Predictor requires cold-start: Although online learning requires no pre-deployment preparation, early-stage predictions might be inaccurate until the system warms up.
Benchmark scope is limited to two agent benchmarks and specific model families; its performance on longer-range or more irregular mismatch patterns requires further validation.
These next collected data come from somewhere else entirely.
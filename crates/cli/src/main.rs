use std::path::{Path, PathBuf};
use std::process;
use std::sync::Arc;

use clap::Parser;

use attendance_core::attendance::domain::record_store::RecordStore;
use attendance_core::attendance::infrastructure::json_record_store::JsonRecordStore;
use attendance_core::detection::infrastructure::bytetrack_tracker::ByteTracker;
use attendance_core::detection::infrastructure::onnx_yolo_face_tracker::OnnxYoloFaceTracker;
use attendance_core::emotion::infrastructure::onnx_emotion_classifier::OnnxEmotionClassifier;
use attendance_core::error::AttendanceError;
use attendance_core::pipeline::pipeline_logger::StdoutPipelineLogger;
use attendance_core::pipeline::process_class_video_use_case::{ProcessClassVideoUseCase, RunConfig};
use attendance_core::recognition::domain::embedding_matcher::{EmbeddingMatcher, DEFAULT_MAX_DISTANCE};
use attendance_core::recognition::infrastructure::arcface_embedder::ArcFaceEmbedder;
use attendance_core::recognition::infrastructure::gallery_loader::load_gallery;
use attendance_core::shared::constants::{
    APP_DIR_NAME, DEFAULT_STORE_FILENAME, EMBEDDING_MODEL_NAME, EMBEDDING_MODEL_URL,
    EMOTION_MODEL_NAME, EMOTION_MODEL_URL, TRACKER_MAX_LOST, YOLO_MODEL_NAME, YOLO_MODEL_URL,
};
use attendance_core::shared::model_resolver;
use attendance_core::video::infrastructure::ffmpeg_reader::FfmpegReader;

/// Adds one classroom recording to the attendance records.
#[derive(Parser)]
#[command(name = "add-class-data")]
struct Cli {
    /// Classroom video file.
    video_path: PathBuf,

    /// Class session the records belong to.
    #[arg(long, default_value = "1")]
    class_id: i64,

    /// Process every Nth decoded frame.
    #[arg(long, default_value = "300")]
    frame_interval: usize,

    /// Directory of enrolment photos; file stem or subdirectory name is the student id.
    #[arg(long)]
    gallery: PathBuf,

    /// JSON record file (default: <data dir>/ClassAttendance/student_data.json).
    #[arg(long)]
    store: Option<PathBuf>,

    /// Gallery candidates kept per detected face.
    #[arg(long, default_value = "3")]
    top_k: usize,

    /// Cosine distance above which a gallery match is ignored.
    #[arg(long, default_value_t = DEFAULT_MAX_DISTANCE)]
    max_distance: f64,

    /// Face detection confidence threshold (0.0-1.0).
    #[arg(long, default_value = "0.5")]
    confidence: f64,

    /// Concurrent per-face inference workers, each with its own model
    /// sessions (default: available cores).
    #[arg(long)]
    workers: Option<usize>,
}

fn main() {
    env_logger::init();

    if let Err(e) = run() {
        eprintln!("Error: {e}");
        process::exit(1);
    }
}

fn run() -> Result<(), Box<dyn std::error::Error>> {
    let cli = Cli::parse();
    validate(&cli)?;

    let workers = cli.workers.unwrap_or_else(|| RunConfig::default().workers);

    let mut tracker = build_tracker(cli.confidence)?;

    let embedding_model = resolve_model(EMBEDDING_MODEL_NAME, EMBEDDING_MODEL_URL)?;
    let embedder = ArcFaceEmbedder::new(&embedding_model, workers)?;
    // Detection alone leaves the tracker's state untouched.
    let gallery = load_gallery(&cli.gallery, &mut tracker, &embedder)?;
    if gallery.is_empty() {
        return Err(format!("No enrolment faces found in {}", cli.gallery.display()).into());
    }
    log::info!(
        "Gallery: {} faces for {} students",
        gallery.len(),
        gallery.identities().len()
    );
    let matcher = EmbeddingMatcher::new(embedder, Some(cli.max_distance));

    let emotion_model = resolve_model(EMOTION_MODEL_NAME, EMOTION_MODEL_URL)?;
    let classifier = OnnxEmotionClassifier::new(&emotion_model, workers)?;

    let store_path = match cli.store {
        Some(path) => path,
        None => default_store_path()?,
    };
    let store: Arc<dyn RecordStore> = Arc::new(JsonRecordStore::open(&store_path)?);
    log::info!("Record store: {}", store_path.display());

    let mut config = RunConfig {
        class_id: cli.class_id,
        frame_interval: cli.frame_interval,
        top_k: cli.top_k,
        workers,
        ..RunConfig::default()
    };
    config.on_progress = Some(Box::new(|current: usize, total: usize| {
        eprint!("\rProcessing sampled frame {current}/{total}");
        true
    }));

    let mut use_case = ProcessClassVideoUseCase::new(
        Box::new(FfmpegReader::new()),
        Box::new(tracker),
        Box::new(classifier),
        Box::new(matcher),
        gallery,
        store,
        Box::new(StdoutPipelineLogger::default()),
    );
    let summary = use_case.execute(&cli.video_path, &config)?;
    eprintln!();

    if summary.unresolved_tracks > 0 {
        log::warn!(
            "{} of {} tracks matched no enrolled student",
            summary.unresolved_tracks,
            summary.tracks
        );
    }
    println!(
        "Added {} records for class {} ({} already present)",
        summary.records_created, cli.class_id, summary.duplicates_skipped
    );
    Ok(())
}

fn build_tracker(confidence: f64) -> Result<OnnxYoloFaceTracker, Box<dyn std::error::Error>> {
    let model_path = resolve_model(YOLO_MODEL_NAME, YOLO_MODEL_URL)?;
    OnnxYoloFaceTracker::new(&model_path, ByteTracker::new(TRACKER_MAX_LOST), confidence)
}

fn resolve_model(name: &str, url: &str) -> Result<PathBuf, Box<dyn std::error::Error>> {
    log::info!("Resolving model: {name}");
    let label = name.to_string();
    let path = model_resolver::resolve(
        name,
        url,
        None,
        Some(Box::new(move |downloaded, total| {
            download_progress(&label, downloaded, total)
        })),
    )?;
    Ok(path)
}

fn default_store_path() -> Result<PathBuf, Box<dyn std::error::Error>> {
    dirs::data_dir()
        .map(|d| d.join(APP_DIR_NAME).join(DEFAULT_STORE_FILENAME))
        .ok_or_else(|| "could not determine data directory; pass --store".into())
}

fn validate(cli: &Cli) -> Result<(), Box<dyn std::error::Error>> {
    if cli.frame_interval == 0 {
        return Err("Frame interval must be a positive integer, got 0".into());
    }
    if cli.top_k == 0 {
        return Err("Top-k must be at least 1".into());
    }
    if !(0.0..=2.0).contains(&cli.max_distance) {
        return Err(format!(
            "Max distance must be between 0.0 and 2.0, got {}",
            cli.max_distance
        )
        .into());
    }
    if !(0.0..=1.0).contains(&cli.confidence) {
        return Err(format!(
            "Confidence must be between 0.0 and 1.0, got {}",
            cli.confidence
        )
        .into());
    }
    if cli.workers == Some(0) {
        return Err("Workers must be at least 1".into());
    }
    if !is_file(&cli.video_path) {
        return Err(AttendanceError::SourceUnavailable {
            path: cli.video_path.clone(),
            reason: "file not found".into(),
        }
        .into());
    }
    if !is_dir(&cli.gallery) {
        return Err(format!("Gallery directory not found: {}", cli.gallery.display()).into());
    }
    Ok(())
}

fn is_file(path: &Path) -> bool {
    path.metadata().map(|m| m.is_file()).unwrap_or(false)
}

fn is_dir(path: &Path) -> bool {
    path.metadata().map(|m| m.is_dir()).unwrap_or(false)
}

fn download_progress(name: &str, downloaded: u64, total: u64) {
    if total > 0 {
        let pct = (downloaded as f64 / total as f64 * 100.0) as u32;
        eprint!("\rDownloading {name}... {pct}%");
    } else {
        eprint!("\rDownloading {name}... {downloaded} bytes");
    }
}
vs ISP (Interactive Speculative Planning): ISP pioneered lossless zero-training speculative agent planning but used fixed \(k\); DSP improves on this with dynamic predictors and user knobs.
vs Speculative Decoding: DSP elevates the "draft and verify" concept from the token level to the "action/planning step" level and solves the dynamic step length problem.
vs System 1.x / EcoAct: These methods lack lossless guarantees or require significant pre-training/prompt tuning; DSP's selling point is losslessness + zero-deployment prep + user control.

Rating¶

Novelty: ⭐⭐⭐⭐⭐ Formalizing step length as state-value prediction with online TD is novel and self-consistent.
Experimental Thoroughness: ⭐⭐⭐⭐ Solid across multiple benchmarks and backbones, though could benefit from more diverse real-world agent tasks.
Writing Quality: ⭐⭐⭐⭐ Clear motivation supported by empirical data.
Value: ⭐⭐⭐⭐⭐ High practical value by targeting the latency and cost pain points of LLM agent deployment.